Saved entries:
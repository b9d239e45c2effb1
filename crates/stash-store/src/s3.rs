//! Blob store backed by an S3-compatible bucket.
//!
//! PUT, HEAD and DELETE are signed with SigV4 headers. Reads are handed out as
//! presigned GET URLs, issued only after a HEAD probe confirms the object
//! exists.

use std::{sync::Arc, time::Duration};

use async_trait::async_trait;
use chrono::Utc;
use reqwest::{Client, Method, StatusCode, Url};
use tracing::{debug, instrument};
use uuid::Uuid;

use crate::blobs::BlobStore;
use crate::config::S3Config;
use crate::error::{StoreError, StoreResult};
use crate::http::expect_success;
use crate::sigv4::{RequestSigner, SigV4Signer, SignableRequest};

pub struct S3BlobStore {
    client: Client,
    signer: Arc<dyn RequestSigner>,
    endpoint: Url,
    bucket: String,
    presign_ttl: Duration,
}

impl std::fmt::Debug for S3BlobStore {
    fn fmt(&self, f: &mut std::fmt::Formatter<'_>) -> std::fmt::Result {
        f.debug_struct("S3BlobStore")
            .field("endpoint", &self.endpoint.as_str())
            .field("bucket", &self.bucket)
            .field("presign_ttl", &self.presign_ttl)
            .finish_non_exhaustive()
    }
}

impl S3BlobStore {
    pub fn new(config: S3Config) -> StoreResult<Self> {
        let client = Client::builder().build()?;
        let signer = Arc::new(SigV4Signer::s3(config.credentials.clone(), config.region.clone()));
        Ok(Self::with_signer(&config, client, signer))
    }

    /// Builds the store around an explicit client and signer.
    pub fn with_signer(config: &S3Config, client: Client, signer: Arc<dyn RequestSigner>) -> Self {
        Self {
            client,
            signer,
            endpoint: config.endpoint.clone(),
            bucket: config.bucket.clone(),
            presign_ttl: config.presign_ttl,
        }
    }

    /// Path-style object URL; the key is percent-encoded as a single segment.
    fn object_url(&self, key: &str) -> StoreResult<Url> {
        let mut url = self.endpoint.clone();
        url.path_segments_mut()
            .map_err(|_| StoreError::misconfigured("endpoint", "cannot carry a path"))?
            .pop_if_empty()
            .push(&self.bucket)
            .push(key);
        Ok(url)
    }

    async fn send_signed(&self, mut request: SignableRequest, body: Vec<u8>) -> StoreResult<reqwest::Response> {
        self.signer.sign_request(&mut request, Utc::now())?;

        let method = Method::from_bytes(request.method.as_bytes())
            .map_err(|err| StoreError::Signing(format!("invalid method: {err}")))?;
        let mut builder = self.client.request(method, request.url);
        for (name, value) in &request.headers {
            // the client derives Host from the URL itself
            if name != "host" {
                builder = builder.header(name.as_str(), value.as_str());
            }
        }
        if !body.is_empty() {
            builder = builder.body(body);
        }
        Ok(builder.send().await?)
    }
}

#[async_trait]
impl BlobStore for S3BlobStore {
    fn backend(&self) -> &'static str {
        "s3"
    }

    #[instrument(skip(self, bytes), fields(backend = "s3", size = bytes.len()))]
    async fn upload(&self, bytes: Vec<u8>, content_type: &str) -> StoreResult<String> {
        let key = Uuid::new_v4().to_string();
        let request = SignableRequest::new("PUT", self.object_url(&key)?, &bytes)
            .header("content-type", content_type);
        expect_success(self.send_signed(request, bytes).await?, "s3 put").await?;
        debug!(%key, "object uploaded");
        Ok(key)
    }

    #[instrument(skip(self), fields(backend = "s3"))]
    async fn get(&self, reference: &str) -> StoreResult<Option<String>> {
        if !self.exists(reference).await? {
            return Ok(None);
        }
        let url = self
            .signer
            .presign_url("GET", &self.object_url(reference)?, self.presign_ttl, Utc::now())?;
        Ok(Some(url.to_string()))
    }

    #[instrument(skip(self), fields(backend = "s3"))]
    async fn exists(&self, reference: &str) -> StoreResult<bool> {
        if reference.is_empty() {
            return Ok(false);
        }
        let request = SignableRequest::new("HEAD", self.object_url(reference)?, b"");
        let response = self.send_signed(request, Vec::new()).await?;
        if response.status() == StatusCode::NOT_FOUND {
            return Ok(false);
        }
        expect_success(response, "s3 head").await?;
        Ok(true)
    }

    #[instrument(skip(self), fields(backend = "s3"))]
    async fn delete(&self, reference: &str) -> StoreResult<()> {
        if reference.is_empty() {
            return Ok(());
        }
        let request = SignableRequest::new("DELETE", self.object_url(reference)?, b"");
        expect_success(self.send_signed(request, Vec::new()).await?, "s3 delete").await?;
        Ok(())
    }
}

### Work to be completed
From the first line of the records above down to the line containing "fn fmt(&self, f: &mut", repeat each line exactly as written. Include both of those lines and add nothing.

### Output for this exercise
repository b9d239e45c2effb1
filename crates/stash-store/src/s3.rs
//! Blob store backed by an S3-compatible bucket.
//!
//! PUT, HEAD and DELETE are signed with SigV4 headers. Reads are handed out as
//! presigned GET URLs, issued only after a HEAD probe confirms the object
//! exists.

use std::{sync::Arc, time::Duration};

use async_trait::async_trait;
use chrono::Utc;
use reqwest::{Client, Method, StatusCode, Url};
use tracing::{debug, instrument};
use uuid::Uuid;

use crate::blobs::BlobStore;
use crate::config::S3Config;
use crate::error::{StoreError, StoreResult};
use crate::http::expect_success;
use crate::sigv4::{RequestSigner, SigV4Signer, SignableRequest};

pub struct S3BlobStore {
    client: Client,
    signer: Arc<dyn RequestSigner>,
    endpoint: Url,
    bucket: String,
    presign_ttl: Duration,
}

impl std::fmt::Debug for S3BlobStore {
    fn fmt(&self, f: &mut std::fmt::Formatter<'_>) -> std::fmt::Result {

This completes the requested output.